● **TASK STATEMENT**:
Copy each record exactly, word for word.

□ □ □ □ □ □ □

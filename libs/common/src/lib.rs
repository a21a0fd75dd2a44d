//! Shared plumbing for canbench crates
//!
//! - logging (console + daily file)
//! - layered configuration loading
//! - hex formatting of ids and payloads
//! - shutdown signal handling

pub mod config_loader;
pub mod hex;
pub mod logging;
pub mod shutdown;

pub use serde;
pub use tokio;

□ □ □ □ □ □ □

● **RESPONSE BELOW**:
filename libs/common/src/lib.rs
repository a21a0fd75dd2a44d
//! Shared plumbing for canbench crates
//!
//! - logging (console + daily file)
//! - layered configuration loading
//! - hex formatting of ids and payloads
//! - shutdown signal handling

pub mod config_loader;
pub mod hex;
pub mod logging;
pub mod shutdown;

pub use serde;
pub use tokio;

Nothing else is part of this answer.